Gandhi once said, “The truth never damages a cause that is just.” But is it that simple? Former Central Intelligence Agency lawyer John Rizzo makes his case in Company Man: Thirty Years of Controversy and Crisis in the CIA (Scribner, January 2014), and in conversation with The Washington Post’s Dana Priest at Politics and Prose this Saturday, January 18 at 6 p.m.

Rizzo writes that he took a “total shot in the dark” by sending his résumé to the agency in 1975. He told NPR that he remembers thinking, “I have no idea if the CIA has lawyers, but if they don’t, they’re probably going to need some.” This launched his 34-year career at CIA, starting with events like the Iran-Contra affair and culminating in the post-9/11 authorization of enhanced interrogation techniques (EITs) and drone strikes.

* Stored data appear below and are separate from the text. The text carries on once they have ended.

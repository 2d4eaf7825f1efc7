//! `extractor run` command implementation

use anyhow::Result;
use extractor_common::{PartitionLabel, RunSummary};
use extractor_server::extract::{ExtractRequest, Extractor};
use tracing::info;

/// Execute one extraction for `label`, requesting at most `n` records.
pub async fn run(extractor: &Extractor, n: u64, label: PartitionLabel) -> Result<RunSummary> {
    let request = ExtractRequest::new(n, label)?;
    info!(label = %request.label, n, "Running one-shot extraction");
    Ok(extractor.run(request).await?)
}
//! `extractor cursor` command implementation
//!
//! Manual inspection and repair of the resume point.

use anyhow::{Context, Result};
use extractor_server::extract::CursorStore;
use tracing::warn;

/// Current stored value. `None` when missing or not a valid offset.
pub async fn show(cursor: &CursorStore) -> Result<Option<u64>> {
    cursor
        .peek()
        .await
        .with_context(|| format!("Failed to read cursor object '{}'", cursor.object()))
}

/// Overwrite the cursor. Returns the previous value if there was one.
pub async fn set(cursor: &CursorStore, offset: u64) -> Result<Option<u64>> {
    let previous = show(cursor).await?;
    cursor
        .write(offset)
        .await
        .with_context(|| format!("Failed to write cursor object '{}'", cursor.object()))?;

    warn!(?previous, offset, "Cursor overwritten by hand");
    Ok(previous)
}

#[cfg(test)]
mod tests {
    use super::*;
    use extractor_server::storage::MemoryStore;
    use std::sync::Arc;

    #[tokio::test]
    async fn test_show_and_set() {
        let store = MemoryStore::new();
        let cursor = CursorStore::new(Arc::new(store.clone()), "last_offset.txt");

        assert_eq!(show(&cursor).await.unwrap(), None);
        assert_eq!(set(&cursor, 2000).await.unwrap(), None);
        assert_eq!(show(&cursor).await.unwrap(), Some(2000));
        assert_eq!(set(&cursor, 0).await.unwrap(), Some(2000));
        assert_eq!(cursor.read().await, 0);
    }

    #[tokio::test]
    async fn test_corrupt_cursor_shows_as_none() {
        let store = MemoryStore::new();
        store.insert("last_offset.txt", "garbage").await;
        let cursor = CursorStore::new(Arc::new(store), "last_offset.txt");

        assert_eq!(show(&cursor).await.unwrap(), None);
    }
}
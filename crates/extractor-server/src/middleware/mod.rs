//! HTTP middleware for the extractor server

use tower_http::{
    classify::{ServerErrorsAsFailures, SharedClassifier},
    trace::{DefaultMakeSpan, DefaultOnResponse, TraceLayer},
    LatencyUnit,
};
use tracing::Level;

/// Request span plus one INFO line per response with latency in milliseconds.
pub fn tracing_layer() -> TraceLayer<SharedClassifier<ServerErrorsAsFailures>> {
    TraceLayer::new_for_http()
        .make_span_with(DefaultMakeSpan::new().level(Level::INFO))
        .on_response(
            DefaultOnResponse::new()
                .level(Level::INFO)
                .latency_unit(LatencyUnit::Millis),
        )
}
//! Logging configuration and initialization
//!
//! Every extractor binary routes its diagnostics through `tracing`. This module
//! owns the single place where the global subscriber is installed:
//!
//! - Console, daily-rotated file, or both
//! - Human-readable text or JSON lines
//! - A base level plus extra `EnvFilter` directives (e.g. `aws_smithy_runtime=warn`)
//!
//! Configuration comes from `LOG_*` environment variables or the builder.
//!
//! # Example
//!
//! ```no_run
//! use extractor_common::logging::{init_logging, LogConfig};
//!
//! let config = LogConfig::from_env().unwrap_or_default();
//! init_logging(&config).unwrap();
//! tracing::info!(component = "extractor", "logging ready");
//! ```

use anyhow::{Context, Result};
use serde::{Deserialize, Serialize};
use std::path::PathBuf;
use tracing::Level;
use tracing_subscriber::{
    fmt::{self, format::FmtSpan},
    layer::SubscriberExt,
    util::SubscriberInitExt,
    EnvFilter, Layer, Registry,
};

type BoxedLayer = Box<dyn Layer<Registry> + Send + Sync>;

/// Minimum level of messages that are emitted
#[derive(Debug, Clone, Copy, PartialEq, Eq, Serialize, Deserialize, Default)]
#[serde(rename_all = "lowercase")]
pub enum LogLevel {
    Trace,
    Debug,
    #[default]
    Info,
    Warn,
    Error,
}

impl LogLevel {
    pub fn to_tracing_level(self) -> Level {
        match self {
            LogLevel::Trace => Level::TRACE,
            LogLevel::Debug => Level::DEBUG,
            LogLevel::Info => Level::INFO,
            LogLevel::Warn => Level::WARN,
            LogLevel::Error => Level::ERROR,
        }
    }
}

impl std::str::FromStr for LogLevel {
    type Err = anyhow::Error;

    fn from_str(s: &str) -> std::result::Result<Self, Self::Err> {
        match s.to_lowercase().as_str() {
            "trace" => Ok(LogLevel::Trace),
            "debug" => Ok(LogLevel::Debug),
            "info" => Ok(LogLevel::Info),
            "warn" | "warning" => Ok(LogLevel::Warn),
            "error" => Ok(LogLevel::Error),
            _ => Err(anyhow::anyhow!("Invalid log level: {}", s)),
        }
    }
}

/// Where log lines are written
#[derive(Debug, Clone, Copy, PartialEq, Eq, Serialize, Deserialize, Default)]
#[serde(rename_all = "lowercase")]
pub enum LogOutput {
    #[default]
    Console,
    File,
    Both,
}

impl LogOutput {
    fn console(self) -> bool {
        matches!(self, LogOutput::Console | LogOutput::Both)
    }

    fn file(self) -> bool {
        matches!(self, LogOutput::File | LogOutput::Both)
    }
}

impl std::str::FromStr for LogOutput {
    type Err = anyhow::Error;

    fn from_str(s: &str) -> std::result::Result<Self, Self::Err> {
        match s.to_lowercase().as_str() {
            "console" | "stdout" => Ok(LogOutput::Console),
            "file" => Ok(LogOutput::File),
            "both" | "all" => Ok(LogOutput::Both),
            _ => Err(anyhow::anyhow!("Invalid log output: {}", s)),
        }
    }
}

/// Line format
#[derive(Debug, Clone, Copy, PartialEq, Eq, Serialize, Deserialize, Default)]
#[serde(rename_all = "lowercase")]
pub enum LogFormat {
    #[default]
    Text,
    Json,
}

impl std::str::FromStr for LogFormat {
    type Err = anyhow::Error;

    fn from_str(s: &str) -> std::result::Result<Self, Self::Err> {
        match s.to_lowercase().as_str() {
            "text" | "pretty" => Ok(LogFormat::Text),
            "json" => Ok(LogFormat::Json),
            _ => Err(anyhow::anyhow!("Invalid log format: {}", s)),
        }
    }
}

/// Logging configuration
#[derive(Debug, Clone, Serialize, Deserialize)]
pub struct LogConfig {
    pub level: LogLevel,
    pub output: LogOutput,
    pub format: LogFormat,
    /// Directory for rotated log files (only used when output includes a file)
    pub log_dir: PathBuf,
    /// File name prefix, e.g. "extractor-server" -> "extractor-server.2024-01-18"
    pub log_file_prefix: String,
    /// Additional comma separated filter directives
    pub filter_directives: Option<String>,
    pub include_location: bool,
    pub include_targets: bool,
}

impl Default for LogConfig {
    fn default() -> Self {
        Self {
            level: LogLevel::Info,
            output: LogOutput::Console,
            format: LogFormat::Text,
            log_dir: PathBuf::from("./logs"),
            log_file_prefix: "extractor".to_string(),
            filter_directives: None,
            include_location: false,
            include_targets: true,
        }
    }
}

impl LogConfig {
    /// Load configuration from environment variables
    ///
    /// - `LOG_LEVEL`: trace, debug, info, warn, error
    /// - `LOG_OUTPUT`: console, file, both
    /// - `LOG_FORMAT`: text, json
    /// - `LOG_DIR`, `LOG_FILE_PREFIX`, `LOG_FILTER`
    /// - `LOG_INCLUDE_LOCATION`, `LOG_INCLUDE_TARGETS` (true/false)
    pub fn from_env() -> Result<Self> {
        Self::default().merge_env()
    }

    /// Overlay any `LOG_*` variables that are set on top of `self`
    pub fn merge_env(mut self) -> Result<Self> {
        if let Ok(level) = std::env::var("LOG_LEVEL") {
            self.level = level.parse()?;
        }
        if let Ok(output) = std::env::var("LOG_OUTPUT") {
            self.output = output.parse()?;
        }
        if let Ok(format) = std::env::var("LOG_FORMAT") {
            self.format = format.parse()?;
        }
        if let Ok(dir) = std::env::var("LOG_DIR") {
            self.log_dir = PathBuf::from(dir);
        }
        if let Ok(prefix) = std::env::var("LOG_FILE_PREFIX") {
            self.log_file_prefix = prefix;
        }
        if let Ok(filter) = std::env::var("LOG_FILTER") {
            self.filter_directives = Some(filter);
        }
        if let Ok(val) = std::env::var("LOG_INCLUDE_LOCATION") {
            self.include_location = val.parse().unwrap_or(false);
        }
        if let Ok(val) = std::env::var("LOG_INCLUDE_TARGETS") {
            self.include_targets = val.parse().unwrap_or(true);
        }
        Ok(self)
    }

    pub fn builder() -> LogConfigBuilder {
        LogConfigBuilder::default()
    }

    fn env_filter(&self) -> Result<EnvFilter> {
        let mut filter =
            EnvFilter::from_default_env().add_directive(self.level.to_tracing_level().into());

        if let Some(ref directives) = self.filter_directives {
            for directive in directives.split(',').map(str::trim).filter(|d| !d.is_empty()) {
                filter = filter.add_directive(
                    directive
                        .parse()
                        .with_context(|| format!("Invalid filter directive '{}'", directive))?,
                );
            }
        }

        Ok(filter)
    }
}

/// Builder for LogConfig
#[derive(Default)]
pub struct LogConfigBuilder {
    config: LogConfig,
}

impl LogConfigBuilder {
    pub fn level(mut self, level: LogLevel) -> Self {
        self.config.level = level;
        self
    }

    pub fn output(mut self, output: LogOutput) -> Self {
        self.config.output = output;
        self
    }

    pub fn format(mut self, format: LogFormat) -> Self {
        self.config.format = format;
        self
    }

    pub fn log_dir(mut self, dir: impl Into<PathBuf>) -> Self {
        self.config.log_dir = dir.into();
        self
    }

    pub fn log_file_prefix(mut self, prefix: impl Into<String>) -> Self {
        self.config.log_file_prefix = prefix.into();
        self
    }

    pub fn filter_directives(mut self, filter: impl Into<String>) -> Self {
        self.config.filter_directives = Some(filter.into());
        self
    }

    pub fn build(self) -> LogConfig {
        self.config
    }
}

/// Install the global subscriber. Call once at startup.
pub fn init_logging(config: &LogConfig) -> Result<()> {
    let filter = config.env_filter()?;
    let mut layers: Vec<BoxedLayer> = Vec::new();

    if config.output.console() {
        layers.push(fmt_layer(config, std::io::stdout, true));
    }

    if config.output.file() {
        std::fs::create_dir_all(&config.log_dir).context("Failed to create log directory")?;
        let appender = tracing_appender::rolling::daily(&config.log_dir, &config.log_file_prefix);
        let (writer, guard) = tracing_appender::non_blocking(appender);
        // The guard flushes on drop; the subscriber lives for the whole process.
        std::mem::forget(guard);
        layers.push(fmt_layer(config, writer, false));
    }

    tracing_subscriber::registry()
        .with(layers)
        .with(filter)
        .try_init()
        .context("Failed to install tracing subscriber")?;

    Ok(())
}

fn fmt_layer<W>(config: &LogConfig, writer: W, ansi: bool) -> BoxedLayer
where
    W: for<'w> fmt::MakeWriter<'w> + Send + Sync + 'static,
{
    let layer = fmt::layer()
        .with_writer(writer)
        .with_ansi(ansi)
        .with_target(config.include_targets)
        .with_file(config.include_location)
        .with_line_number(config.include_location)
        .with_span_events(FmtSpan::CLOSE);

    match config.format {
        LogFormat::Text => layer.boxed(),
        LogFormat::Json => layer.json().boxed(),
    }
}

The CIA officially formed after World War II and focused on gathering intelligence. But 9/11 expanded the agency’s job description, and as General Counsel to the clandestine branch, Rizzo “helped create and implement the full spectrum of aggressive counterterrorist operations against Al Qaeda.” He and the Justice Department coordinated in explicit detail on what EITs could and could not be used on operatives; some of these documents were dubbed “Torture Memos.”

Company Man describes the government, about six months after the attacks, as seeped in dread about “another horrific strike coming any day.” The CIA saw its first real intel opportunity when Al Qaeda logistics planner Abu Zubaydah was captured, and it was not to be missed.

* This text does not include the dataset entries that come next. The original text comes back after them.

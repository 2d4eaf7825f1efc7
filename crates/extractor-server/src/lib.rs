//! Extractor Server Library
//!
//! Pulls a paged upstream dataset in fixed-size chunks, stores every chunk as
//! an immutable object, announces it on a durable queue for the cleaning
//! stage and keeps a durable cursor so the next run resumes where this one
//! stopped.
//!
//! # Architecture
//!
//! - [`extract`]: the run loop and its collaborators
//! - [`storage`]: [`storage::BlobStore`] with S3 and in-memory backends
//! - [`queue`]: [`queue::QueueConnector`] with AMQP and in-memory backends
//! - [`api`]: the axum router exposing `/extract`, `/health` and `/metrics`
//! - [`config`]: environment-driven configuration
//!
//! # Example
//!
//! ```no_run
//! use extractor_server::{api, config::Config, extract};
//!
//! #[tokio::main]
//! async fn main() -> anyhow::Result<()> {
//!     let config = Config::load()?;
//!     let extractor = extract::build_extractor(&config)?;
//!     let app = api::create_router(api::AppState::new(extractor));
//!     let listener = tokio::net::TcpListener::bind("0.0.0.0:8000").await?;
//!     axum::serve(listener, app).await?;
//!     Ok(())
//! }
//! ```
#![deny(clippy::unwrap_used, clippy::expect_used)]

pub mod api;
pub mod config;
pub mod error;
pub mod extract;
pub mod metrics;
pub mod middleware;
pub mod queue;
pub mod storage;

pub use error::ExtractError;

Rizzo speaks openly about his role: “I Could Have Stopped Waterboarding Before It Happened” was the title to Company Man‘s recent excerpt in Politico. If that alone doesn’t reel you in, read on:

“What I didn’t know [after Zubaydah’s capture] and wouldn’t know until two months later was the decision — I could never determine whether someone at CIA Headquarters or in the field came up with the idea — to videotape Zubaydah around the clock while he was in custody, including periods of interrogation. When he first told me about the videotaping in October 2002, Jose [Rodriguez, chief of CIA’s Counterterrorist Center] offered two reasons. First, our people at the interrogation site wanted to make sure everything Zubaydah said was recorded and preserved. …. It’s important to note here that, prior to 9/11, the CIA had never in my quarter-century experience held and questioned anyone incommunicado. In a popular culture steeped with films, TV shows, and potboiler spy novels portraying the CIA as a no-holds-barred instrument of mayhem, this may be hard for an outsider to believe. But it’s true. The videotaping was seen not just as a reference tool but as a security blanket.

The other reason Jose gave me for the decision to videotape Zubaydah was more basic: His people didn’t want the SOB to die on them.

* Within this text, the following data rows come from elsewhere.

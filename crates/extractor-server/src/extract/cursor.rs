//! Durable resume point for extraction runs
//!
//! The checkpoint is one small text object holding the next unfetched offset
//! in decimal. Anything that is not a clean non-negative integer is treated
//! the same as a missing checkpoint.

use std::sync::Arc;
use tracing::{debug, instrument, warn};

use crate::storage::{BlobStore, StorageError};

pub struct CursorStore {
    store: Arc<dyn BlobStore>,
    object: String,
}

impl CursorStore {
    pub fn new(store: Arc<dyn BlobStore>, object: impl Into<String>) -> Self {
        Self {
            store,
            object: object.into(),
        }
    }

    pub fn object(&self) -> &str {
        &self.object
    }

    /// Stored offset, or 0 when absent or unreadable.
    pub async fn read(&self) -> u64 {
        self.read_or(0).await
    }

    /// Stored offset, or `fallback` when absent or unreadable. Never fails.
    #[instrument(skip(self), fields(object = %self.object))]
    pub async fn read_or(&self, fallback: u64) -> u64 {
        match self.peek().await {
            Ok(Some(offset)) => {
                debug!(offset, "Loaded cursor");
                offset
            },
            Ok(None) => {
                debug!(fallback, "No usable cursor stored, starting from fallback");
                fallback
            },
            Err(e) => {
                warn!(error = %e, fallback, "Cursor unreadable, starting from fallback");
                fallback
            },
        }
    }

    /// Strict read: `Ok(None)` for a missing or malformed checkpoint, `Err`
    /// only when the store itself fails.
    pub async fn peek(&self) -> Result<Option<u64>, StorageError> {
        let Some(bytes) = self.store.get(&self.object).await? else {
            return Ok(None);
        };

        let parsed = std::str::from_utf8(&bytes)
            .ok()
            .and_then(|text| text.trim().parse::<u64>().ok());

        if parsed.is_none() {
            warn!(object = %self.object, "Stored cursor is not a non-negative integer");
        }

        Ok(parsed)
    }

    /// Replace the checkpoint with a single put.
    #[instrument(skip(self), fields(object = %self.object))]
    pub async fn write(&self, offset: u64) -> Result<(), StorageError> {
        self.store
            .put(&self.object, offset.to_string().into_bytes(), "text/plain")
            .await?;
        debug!(offset, "Cursor persisted");
        Ok(())
    }
}

#[cfg(test)]
#[allow(clippy::unwrap_used, clippy::expect_used)]
mod tests {
    use super::*;
    use crate::storage::MemoryStore;

    fn cursor(store: &MemoryStore) -> CursorStore {
        CursorStore::new(Arc::new(store.clone()), "last_offset.txt")
    }

    #[tokio::test]
    async fn test_missing_cursor_uses_fallback() {
        let store = MemoryStore::new();
        assert_eq!(cursor(&store).read().await, 0);
        assert_eq!(cursor(&store).read_or(42).await, 42);
    }

    #[tokio::test]
    async fn test_corrupt_cursor_treated_as_absent() {
        let store = MemoryStore::new();
        for junk in ["", "abc", "-5", "12.5", "3000x"] {
            store.insert("last_offset.txt", junk).await;
            assert_eq!(cursor(&store).read_or(7).await, 7, "value {:?}", junk);
        }
        store.insert("last_offset.txt", vec![0xff, 0xfe]).await;
        assert_eq!(cursor(&store).read().await, 0);
    }

    #[tokio::test]
    async fn test_write_then_read_with_whitespace() {
        let store = MemoryStore::new();
        let cursor = cursor(&store);
        cursor.write(3000).await.unwrap();
        assert_eq!(cursor.read().await, 3000);

        store.insert("last_offset.txt", "  4000\n").await;
        assert_eq!(cursor.read().await, 4000);
    }

    #[tokio::test]
    async fn test_written_value_is_plain_decimal() {
        let store = MemoryStore::new();
        cursor(&store).write(2000).await.unwrap();

        let object = store.object("last_offset.txt").await.unwrap();
        assert_eq!(object.data, b"2000");
        assert_eq!(object.content_type, "text/plain");
    }
}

After several days of taping, however, everyone who had bought into the idea looked at the videotapes, compared them with the notes transcribed and forwarded to headquarters, and concluded that the notes captured everything … Besides that, Zubaydah had recovered from his wounds and was exhibiting no desire to journey to the afterlife — even with the seventy-two virgins presumably awaiting his arrival — anytime soon. The hundred or so hours of videotapes were packed up and stored at the detention facility.

But Jose’s sudden desire that October to destroy the tapes was not spurred by an urgent need to eliminate unnecessary clutter. It was based on what the tapes showed.”

For the record, Rizzo still says waterboarding techniques do not legally constitute torture, and if they did, “we would never have done them.” He mentions there was one EIT he thought pushed the limit, and that he was relieved when it was rejected by the Justice Department.

Rizzo grew up in Boston and is a graduate from Brown University and George Washington University Law School. He left the CIA in 2009, and is now a visiting fellow at the Hoover Institution and senior counsel at the Steptoe & Johnson law firm.

The event is free to the public, and beer and wine will be available (you’ll need it). Priest is a two-time Pulitzer Prize winner and called Company Man “simply the most revealing insider account to date of the top ranks of the CIA during its most historic — and controversial — era. There is news and humor in every chapter. Frankly, I often found myself wondering why the CIA’s pre-publication censors signed off on some of it.”